══ Records supplied ══

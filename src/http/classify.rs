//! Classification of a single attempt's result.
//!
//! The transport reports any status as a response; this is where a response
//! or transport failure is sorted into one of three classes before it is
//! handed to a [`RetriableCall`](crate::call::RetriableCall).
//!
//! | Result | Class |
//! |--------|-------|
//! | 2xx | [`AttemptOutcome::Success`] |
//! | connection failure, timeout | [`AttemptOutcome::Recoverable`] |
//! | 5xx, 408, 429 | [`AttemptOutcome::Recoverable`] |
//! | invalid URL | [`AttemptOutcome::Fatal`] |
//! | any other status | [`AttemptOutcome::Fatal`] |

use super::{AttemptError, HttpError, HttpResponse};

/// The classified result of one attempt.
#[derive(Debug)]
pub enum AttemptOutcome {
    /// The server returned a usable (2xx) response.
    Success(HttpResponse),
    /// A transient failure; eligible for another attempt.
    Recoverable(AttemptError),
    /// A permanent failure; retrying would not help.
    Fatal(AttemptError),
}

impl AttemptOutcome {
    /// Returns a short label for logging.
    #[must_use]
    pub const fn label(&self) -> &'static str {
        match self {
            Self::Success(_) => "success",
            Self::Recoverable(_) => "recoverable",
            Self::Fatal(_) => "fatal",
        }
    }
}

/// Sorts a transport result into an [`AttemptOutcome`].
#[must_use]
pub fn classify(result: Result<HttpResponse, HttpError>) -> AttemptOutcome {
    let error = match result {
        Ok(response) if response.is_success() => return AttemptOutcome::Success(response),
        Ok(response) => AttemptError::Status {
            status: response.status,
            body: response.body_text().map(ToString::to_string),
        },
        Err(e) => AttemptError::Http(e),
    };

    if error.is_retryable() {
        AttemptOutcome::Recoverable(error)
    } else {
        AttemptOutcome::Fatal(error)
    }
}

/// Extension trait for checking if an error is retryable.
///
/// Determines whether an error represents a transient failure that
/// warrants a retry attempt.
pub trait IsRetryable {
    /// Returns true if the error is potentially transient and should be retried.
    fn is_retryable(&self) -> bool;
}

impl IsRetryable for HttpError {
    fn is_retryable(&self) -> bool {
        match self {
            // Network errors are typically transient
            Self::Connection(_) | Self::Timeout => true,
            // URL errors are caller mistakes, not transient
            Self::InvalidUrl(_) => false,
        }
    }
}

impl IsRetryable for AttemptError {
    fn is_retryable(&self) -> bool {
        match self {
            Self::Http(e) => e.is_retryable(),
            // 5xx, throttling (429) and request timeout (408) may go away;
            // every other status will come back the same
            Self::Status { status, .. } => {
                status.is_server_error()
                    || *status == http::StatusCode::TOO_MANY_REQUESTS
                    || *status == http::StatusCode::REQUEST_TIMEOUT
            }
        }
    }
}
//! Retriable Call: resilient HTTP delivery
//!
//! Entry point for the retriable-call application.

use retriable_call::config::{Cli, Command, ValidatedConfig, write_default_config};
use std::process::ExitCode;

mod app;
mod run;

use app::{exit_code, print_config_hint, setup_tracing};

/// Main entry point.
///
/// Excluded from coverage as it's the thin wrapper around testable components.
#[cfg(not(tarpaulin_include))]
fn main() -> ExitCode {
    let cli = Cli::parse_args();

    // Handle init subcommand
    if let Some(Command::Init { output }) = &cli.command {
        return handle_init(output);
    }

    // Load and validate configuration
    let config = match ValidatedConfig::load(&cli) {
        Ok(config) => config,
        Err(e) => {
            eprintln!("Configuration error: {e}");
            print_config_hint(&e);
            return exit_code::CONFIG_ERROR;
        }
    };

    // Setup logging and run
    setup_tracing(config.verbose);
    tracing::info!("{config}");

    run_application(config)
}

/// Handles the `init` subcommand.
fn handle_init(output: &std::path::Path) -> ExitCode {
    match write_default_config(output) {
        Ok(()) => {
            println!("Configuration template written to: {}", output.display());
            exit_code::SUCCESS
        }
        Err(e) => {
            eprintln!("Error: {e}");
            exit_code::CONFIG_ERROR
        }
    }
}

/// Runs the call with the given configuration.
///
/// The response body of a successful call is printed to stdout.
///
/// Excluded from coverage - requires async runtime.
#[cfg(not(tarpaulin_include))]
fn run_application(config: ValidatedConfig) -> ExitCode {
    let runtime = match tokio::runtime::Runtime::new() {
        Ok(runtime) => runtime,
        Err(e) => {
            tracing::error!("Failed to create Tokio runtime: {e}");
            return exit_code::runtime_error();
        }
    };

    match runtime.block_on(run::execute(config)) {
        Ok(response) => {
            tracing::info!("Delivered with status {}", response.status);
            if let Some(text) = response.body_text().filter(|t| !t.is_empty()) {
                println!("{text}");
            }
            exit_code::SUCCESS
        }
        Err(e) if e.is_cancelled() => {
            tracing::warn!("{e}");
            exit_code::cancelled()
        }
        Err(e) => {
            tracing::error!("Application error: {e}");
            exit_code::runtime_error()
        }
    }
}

═══

#### [Work required]
Give the listing again in full, and make every line match exactly.

#### [Exercise result]
filename src/http/classify.rs
//! Classification of a single attempt's result.
//!
//! The transport reports any status as a response; this is where a response
//! or transport failure is sorted into one of three classes before it is
//! handed to a [`RetriableCall`](crate::call::RetriableCall).
//!
//! | Result | Class |
//! |--------|-------|
//! | 2xx | [`AttemptOutcome::Success`] |
//! | connection failure, timeout | [`AttemptOutcome::Recoverable`] |
//! | 5xx, 408, 429 | [`AttemptOutcome::Recoverable`] |
//! | invalid URL | [`AttemptOutcome::Fatal`] |
//! | any other status | [`AttemptOutcome::Fatal`] |

use super::{AttemptError, HttpError, HttpResponse};

/// The classified result of one attempt.
#[derive(Debug)]
pub enum AttemptOutcome {
    /// The server returned a usable (2xx) response.
    Success(HttpResponse),
    /// A transient failure; eligible for another attempt.
    Recoverable(AttemptError),
    /// A permanent failure; retrying would not help.
    Fatal(AttemptError),
}

impl AttemptOutcome {
    /// Returns a short label for logging.
    #[must_use]
    pub const fn label(&self) -> &'static str {
        match self {
            Self::Success(_) => "success",
            Self::Recoverable(_) => "recoverable",
            Self::Fatal(_) => "fatal",
        }
    }
}

/// Sorts a transport result into an [`AttemptOutcome`].
#[must_use]
pub fn classify(result: Result<HttpResponse, HttpError>) -> AttemptOutcome {
    let error = match result {
        Ok(response) if response.is_success() => return AttemptOutcome::Success(response),
        Ok(response) => AttemptError::Status {
            status: response.status,
            body: response.body_text().map(ToString::to_string),
        },
        Err(e) => AttemptError::Http(e),
    };

    if error.is_retryable() {
        AttemptOutcome::Recoverable(error)
    } else {
        AttemptOutcome::Fatal(error)
    }
}

/// Extension trait for checking if an error is retryable.
///
/// Determines whether an error represents a transient failure that
/// warrants a retry attempt.
pub trait IsRetryable {
    /// Returns true if the error is potentially transient and should be retried.
    fn is_retryable(&self) -> bool;
}

impl IsRetryable for HttpError {
    fn is_retryable(&self) -> bool {
        match self {
            // Network errors are typically transient
            Self::Connection(_) | Self::Timeout => true,
            // URL errors are caller mistakes, not transient
            Self::InvalidUrl(_) => false,
        }
    }
}

impl IsRetryable for AttemptError {
    fn is_retryable(&self) -> bool {
        match self {
            Self::Http(e) => e.is_retryable(),
            // 5xx, throttling (429) and request timeout (408) may go away;
            // every other status will come back the same
            Self::Status { status, .. } => {
                status.is_server_error()
                    || *status == http::StatusCode::TOO_MANY_REQUESTS
                    || *status == http::StatusCode::REQUEST_TIMEOUT
            }
        }
    }
}
//! Retriable Call: resilient HTTP delivery
//!
//! Entry point for the retriable-call application.

use retriable_call::config::{Cli, Command, ValidatedConfig, write_default_config};
use std::process::ExitCode;

mod app;
mod run;

use app::{exit_code, print_config_hint, setup_tracing};

/// Main entry point.
///
/// Excluded from coverage as it's the thin wrapper around testable components.
#[cfg(not(tarpaulin_include))]
fn main() -> ExitCode {
    let cli = Cli::parse_args();

    // Handle init subcommand
    if let Some(Command::Init { output }) = &cli.command {
        return handle_init(output);
    }

    // Load and validate configuration
    let config = match ValidatedConfig::load(&cli) {
        Ok(config) => config,
        Err(e) => {
            eprintln!("Configuration error: {e}");
            print_config_hint(&e);
            return exit_code::CONFIG_ERROR;
        }
    };

    // Setup logging and run
    setup_tracing(config.verbose);
    tracing::info!("{config}");

    run_application(config)
}

/// Handles the `init` subcommand.
fn handle_init(output: &std::path::Path) -> ExitCode {
    match write_default_config(output) {
        Ok(()) => {
            println!("Configuration template written to: {}", output.display());
            exit_code::SUCCESS
        }
        Err(e) => {
            eprintln!("Error: {e}");
            exit_code::CONFIG_ERROR
        }
    }
}

/// Runs the call with the given configuration.
///
/// The response body of a successful call is printed to stdout.
///
/// Excluded from coverage - requires async runtime.
#[cfg(not(tarpaulin_include))]
fn run_application(config: ValidatedConfig) -> ExitCode {
    let runtime = match tokio::runtime::Runtime::new() {
        Ok(runtime) => runtime,
        Err(e) => {
            tracing::error!("Failed to create Tokio runtime: {e}");
            return exit_code::runtime_error();
        }
    };

    match runtime.block_on(run::execute(config)) {
        Ok(response) => {
            tracing::info!("Delivered with status {}", response.status);
            if let Some(text) = response.body_text().filter(|t| !t.is_empty()) {
                println!("{text}");
            }
            exit_code::SUCCESS
        }
        Err(e) if e.is_cancelled() => {
            tracing::warn!("{e}");
            exit_code::cancelled()
        }
        Err(e) => {
            tracing::error!("Application error: {e}");
            exit_code::runtime_error()
        }
    }
}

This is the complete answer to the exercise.